While Michael Douglas raised a lot of eyebrows (to say the least), when he claimed that his throat cancer was the result of oral sex, scientists have confirmed that gum disease, and other dental ailments such as mouth and throat sores can act as gateways for the human papillomavirus to enter the body according to a new study released by Christine Markham.
Markham, an associate professor at the University of Texas Health Science Center in Houston looked at 3,349 volunteers participating in a CDC survey regarding their oral health and found that those with poor oral hygiene had a “56% higher rate of HPV in their mouths than those who reported excellent oral health.”

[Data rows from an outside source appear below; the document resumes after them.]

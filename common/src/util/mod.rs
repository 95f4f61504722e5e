// Copyright 2024 Google LLC
//
// Licensed under the Apache License, Version 2.0 (the "License");
// you may not use this file except in compliance with the License.
// You may obtain a copy of the License at
//
//     https://www.apache.org/licenses/LICENSE-2.0
//
// Unless required by applicable law or agreed to in writing, software
// distributed under the License is distributed on an "AS IS" BASIS,
// WITHOUT WARRANTIES OR CONDITIONS OF ANY KIND, either express or implied.
// See the License for the specific language governing permissions and
// limitations under the License.

pub mod forwarder_logger;
pub mod time_display;
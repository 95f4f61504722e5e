// Copyright 2024 Google LLC
//
// Licensed under the Apache License, Version 2.0 (the "License");
// you may not use this file except in compliance with the License.
// You may obtain a copy of the License at
//
//     https://www.apache.org/licenses/LICENSE-2.0
//
// Unless required by applicable law or agreed to in writing, software
// distributed under the License is distributed on an "AS IS" BASIS,
// WITHOUT WARRANTIES OR CONDITIONS OF ANY KIND, either express or implied.
// See the License for the specific language governing permissions and
// limitations under the License.

//! Command line front end for the http-forwarder library.

mod args;

use args::ForwarderArgs;
use clap::Parser;
use forwarder_common::util::forwarder_logger;
use log::info;

#[tokio::main]
async fn main() -> anyhow::Result<()> {
    forwarder_logger::init("http-forwarder");
    let args = ForwarderArgs::parse();

    let target = args.proxy_target()?;
    let forwarder = http_forwarder::start(target, args.forwarder_config()).await?;
    println!("{}", forwarder.local_addr());

    tokio::signal::ctrl_c().await?;
    info!("Interrupted, shutting down");
    forwarder.stop();
    forwarder.join().await?;
    Ok(())
}
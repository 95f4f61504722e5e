// Copyright 2024 Google LLC
//
// Licensed under the Apache License, Version 2.0 (the "License");
// you may not use this file except in compliance with the License.
// You may obtain a copy of the License at
//
//     https://www.apache.org/licenses/LICENSE-2.0
//
// Unless required by applicable law or agreed to in writing, software
// distributed under the License is distributed on an "AS IS" BASIS,
// WITHOUT WARRANTIES OR CONDITIONS OF ANY KIND, either express or implied.
// See the License for the specific language governing permissions and
// limitations under the License.

//! # Header blocks
//!
//! Locating, reading and parsing the head of an HTTP/1.x message: the
//! request (or status) line plus header fields, terminated by a blank
//! line. Only as much of HTTP is understood as is needed to classify a
//! request and add one header field to it.

use crate::error::{Error, Result};
use std::time::Duration;
use tokio::io::{AsyncRead, AsyncReadExt};
use tokio::time::timeout;

const TERMINATOR: &[u8] = b"\r\n\r\n";
const CRLF: &[u8] = b"\r\n";
const READ_CHUNK: usize = 4096;

/// Which side of the exchange a header block is read from.
#[derive(Clone, Copy, Debug, PartialEq, Eq)]
pub enum HeadKind {
    Request,
    Response,
}

impl HeadKind {
    fn malformed(self) -> Error {
        match self {
            HeadKind::Request => Error::MalformedRequest,
            HeadKind::Response => Error::MalformedResponse,
        }
    }
}

/// Returns the offset of the blank line ending a header block.
pub fn find_terminator(buf: &[u8]) -> Option<usize> {
    buf.windows(TERMINATOR.len()).position(|w| w == TERMINATOR)
}

/// Reads from `reader` until a complete header block is buffered.
///
/// Returns the head (terminator included) and whatever was read past
/// it. Fails with the kind's malformed error once `limit` bytes are
/// buffered without a terminator, `PeerClosed` on EOF and
/// `IdleTimeout` when a single read stalls for `read_timeout`.
pub async fn read_header_block<R>(
    reader: &mut R,
    kind: HeadKind,
    limit: usize,
    read_timeout: Duration,
) -> Result<(Vec<u8>, Vec<u8>)>
where
    R: AsyncRead + Unpin,
{
    let mut buf = Vec::with_capacity(READ_CHUNK);
    let mut chunk = [0u8; READ_CHUNK];
    loop {
        if let Some(end) = find_terminator(&buf) {
            let rest = buf.split_off(end + TERMINATOR.len());
            return Ok((buf, rest));
        }
        if buf.len() >= limit {
            return Err(kind.malformed());
        }
        let want = (limit - buf.len()).min(READ_CHUNK);
        let n = match timeout(read_timeout, reader.read(&mut chunk[..want])).await {
            Ok(result) => result?,
            Err(_) => return Err(Error::IdleTimeout),
        };
        if n == 0 {
            return Err(Error::PeerClosed);
        }
        buf.extend_from_slice(&chunk[..n]);
    }
}

/// Room for every field a head could hold: one per line feed.
fn header_slots<'h>(head: &[u8]) -> Vec<httparse::Header<'h>> {
    vec![httparse::EMPTY_HEADER; head.iter().filter(|b| **b == b'\n').count()]
}

/// The first line of a head, skipping the empty lines httparse ignores.
fn first_line(head: &[u8]) -> &[u8] {
    let start = head.iter().position(|b| *b != b'\r' && *b != b'\n').unwrap_or(head.len());
    let line = &head[start..];
    let line = match line.iter().position(|b| *b == b'\n') {
        Some(end) => &line[..end],
        None => line,
    };
    line.strip_suffix(b"\r").unwrap_or(line)
}

/// One header field. The value is kept as raw bytes.
#[derive(Clone, Debug, PartialEq, Eq)]
pub struct HeaderField {
    pub name: String,
    pub value: Vec<u8>,
}

/// A parsed request head.
#[derive(Clone, Debug, PartialEq, Eq)]
pub struct HeaderBlock {
    method: String,
    request_line: Vec<u8>,
    fields: Vec<HeaderField>,
}

impl HeaderBlock {
    /// Parses a complete request head, terminator included.
    pub fn parse(head: &[u8]) -> Result<HeaderBlock> {
        let mut headers = header_slots(head);
        let mut req = httparse::Request::new(&mut headers);
        match req.parse(head) {
            Ok(httparse::Status::Complete(_)) => {}
            _ => return Err(Error::MalformedRequest),
        }
        let method = req.method.ok_or(Error::MalformedRequest)?.to_string();
        let fields = req
            .headers
            .iter()
            .map(|h| HeaderField { name: h.name.to_string(), value: h.value.to_vec() })
            .collect();
        Ok(HeaderBlock { method, request_line: first_line(head).to_vec(), fields })
    }

    pub fn method(&self) -> &str {
        &self.method
    }

    pub fn request_line(&self) -> &[u8] {
        &self.request_line
    }

    pub fn fields(&self) -> &[HeaderField] {
        &self.fields
    }

    /// Whether this request asks for a tunnel.
    pub fn is_connect(&self) -> bool {
        self.method.eq_ignore_ascii_case("CONNECT")
    }

    /// Case-insensitive lookup of the first field named `name`.
    pub fn get(&self, name: &str) -> Option<&[u8]> {
        self.fields.iter().find(|f| f.name.eq_ignore_ascii_case(name)).map(|f| f.value.as_slice())
    }

    pub fn contains(&self, name: &str) -> bool {
        self.get(name).is_some()
    }

    /// Inserts a field as the first one after the request line.
    pub fn insert_after_request_line(&mut self, name: impl Into<String>, value: impl Into<Vec<u8>>) {
        self.fields.insert(0, HeaderField { name: name.into(), value: value.into() });
    }

    /// The declared `Content-Length`, if present and well formed.
    pub fn content_length(&self) -> Option<u64> {
        std::str::from_utf8(self.get("Content-Length")?).ok()?.trim().parse().ok()
    }

    /// Serializes the block back into wire form, terminator included.
    pub fn to_bytes(&self) -> Vec<u8> {
        let mut out = Vec::with_capacity(self.request_line.len() + 64 * (self.fields.len() + 1));
        out.extend_from_slice(&self.request_line);
        out.extend_from_slice(CRLF);
        for field in &self.fields {
            out.extend_from_slice(field.name.as_bytes());
            out.extend_from_slice(b": ");
            out.extend_from_slice(&field.value);
            out.extend_from_slice(CRLF);
        }
        out.extend_from_slice(CRLF);
        out
    }
}

/// Parses a response head, returning the status code and status line.
pub fn parse_status(head: &[u8]) -> Result<(u16, String)> {
    let mut headers = header_slots(head);
    let mut resp = httparse::Response::new(&mut headers);
    match resp.parse(head) {
        Ok(httparse::Status::Complete(_)) => {}
        _ => return Err(Error::MalformedResponse),
    }
    let code = resp.code.ok_or(Error::MalformedResponse)?;
    Ok((code, String::from_utf8_lossy(first_line(head)).into_owned()))
}
// Copyright 2024 Google LLC
//
// Licensed under the Apache License, Version 2.0 (the "License");
// you may not use this file except in compliance with the License.
// You may obtain a copy of the License at
//
//     https://www.apache.org/licenses/LICENSE-2.0
//
// Unless required by applicable law or agreed to in writing, software
// distributed under the License is distributed on an "AS IS" BASIS,
// WITHOUT WARRANTIES OR CONDITIONS OF ANY KIND, either express or implied.
// See the License for the specific language governing permissions and
// limitations under the License.

use std::net::{IpAddr, Ipv4Addr};
use std::time::Duration;

/// Settings for one forwarder instance.
///
/// Everything is passed in by the caller; nothing is read from files
/// or the environment.
#[derive(Clone, Debug)]
pub struct ForwarderConfig {
    /// Address the local listener binds to.
    pub bind_address: IpAddr,
    /// Local port, `0` lets the OS pick one.
    pub port: u16,
    /// Bound on a client request head.
    pub max_header_size: usize,
    /// Bound on the upstream's CONNECT response head.
    pub max_response_header_size: usize,
    pub connect_timeout: Duration,
    /// Bound on any single read while waiting for a head or a plain response.
    pub read_timeout: Duration,
    /// Inactivity after which an established tunnel is torn down.
    pub idle_timeout: Duration,
    /// Relay chunk size.
    pub buffer_size: usize,
    /// How long the accept loop waits before checking for a stop request.
    pub accept_poll_interval: Duration,
}

impl Default for ForwarderConfig {
    fn default() -> Self {
        ForwarderConfig {
            bind_address: IpAddr::V4(Ipv4Addr::LOCALHOST),
            port: 0,
            max_header_size: 65536,
            max_response_header_size: 8192,
            connect_timeout: Duration::from_secs(60),
            read_timeout: Duration::from_secs(60),
            idle_timeout: Duration::from_secs(60),
            buffer_size: 8192,
            accept_poll_interval: Duration::from_secs(1),
        }
    }
}
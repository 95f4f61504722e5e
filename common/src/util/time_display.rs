//
//  Copyright 2024 Google, Inc.
//
//  Licensed under the Apache License, Version 2.0 (the "License");
//  you may not use this file except in compliance with the License.
//  You may obtain a copy of the License at:
//
//  http://www.apache.org/licenses/LICENSE-2.0
//
//  Unless required by applicable law or agreed to in writing, software
//  distributed under the License is distributed on an "AS IS" BASIS,
//  WITHOUT WARRANTIES OR CONDITIONS OF ANY KIND, either express or implied.
//  See the License for the specific language governing permissions and
//  limitations under the License.

//! # Time Display

use std::time::{SystemTime, UNIX_EPOCH};

use chrono::{DateTime, Datelike, Timelike, Utc};

/// Seconds and nanoseconds since `UNIX_EPOCH`, rendered for log lines.
pub struct TimeDisplay {
    secs: i64,
    nsecs: u32,
}

impl TimeDisplay {
    /// Creates a new TimeDisplay with given secs and nsecs
    ///
    /// # Arguments
    ///
    /// * `secs` - seconds since std::time::UNIX_EPOCH
    /// * `nsecs` - nano sub seconds since std::time::UNIX_EPOCH
    pub fn new(secs: i64, nsecs: u32) -> TimeDisplay {
        TimeDisplay { secs, nsecs }
    }

    fn datetime(&self) -> Option<DateTime<Utc>> {
        DateTime::<Utc>::from_timestamp(self.secs, self.nsecs)
    }

    /// Displays time in UTC for logs with a format MM-DD HH:MM:SS.mmm
    pub fn utc_display_log(&self) -> String {
        match self.datetime() {
            Some(dt) => format!(
                "{:02}-{:02} {:02}:{:02}:{:02}.{:03}",
                dt.month(),
                dt.day(),
                dt.hour(),
                dt.minute(),
                dt.second(),
                dt.timestamp_subsec_millis(),
            ),
            None => "INVALID-TIMESTAMP".to_string(),
        }
    }
}

fn get_current_time() -> TimeDisplay {
    // A clock set before the epoch is displayed as the epoch.
    let since_epoch = SystemTime::now().duration_since(UNIX_EPOCH).unwrap_or_default();
    TimeDisplay::new(since_epoch.as_secs() as i64, since_epoch.subsec_nanos())
}

/// Return the timestamp of the current time for logs
pub fn log_current_time() -> String {
    get_current_time().utc_display_log()
}

#[cfg(test)]
mod tests {

    use super::TimeDisplay;

    #[test]
    fn test_utc_display_log() {
        let epoch_time = TimeDisplay::new(0, 0);
        assert_eq!(epoch_time.utc_display_log(), "01-01 00:00:00.000");
        let twok_time = TimeDisplay::new(946684900, 200_000_000);
        assert_eq!(twok_time.utc_display_log(), "01-01 00:01:40.200");
    }

    #[test]
    fn test_utc_display_err() {
        let max_seconds = TimeDisplay::new(i64::MAX, 0);
        assert_eq!("INVALID-TIMESTAMP", max_seconds.utc_display_log());
        let max_nanos = TimeDisplay::new(0, 2_000_000_000);
        assert_eq!("INVALID-TIMESTAMP", max_nanos.utc_display_log());
    }
}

Survey questions included whether the subjects used mouthwash, had gum disease, and how many teeth they may have lost.
“This is just another really good reason to take good care of your teeth and gums,” she stated. “Our findings show that even when you control for known risk factors for oral HPV infections such as smoking and oral sex, poor oral health is an independent risk factor in human papillomavirus infection.”
Note: In addition to regular brushing and flossing, the American Dental Association recommends that everyone should have their teeth cleaned professionally at least twice per year. This involves having your dentist or hygienist perform tooth scaling to remove tartar, tooth polishing, and, if necessary, debridement (the use of ultra sound instruments to break up hardened plaque),. followed by a fluoride treatment.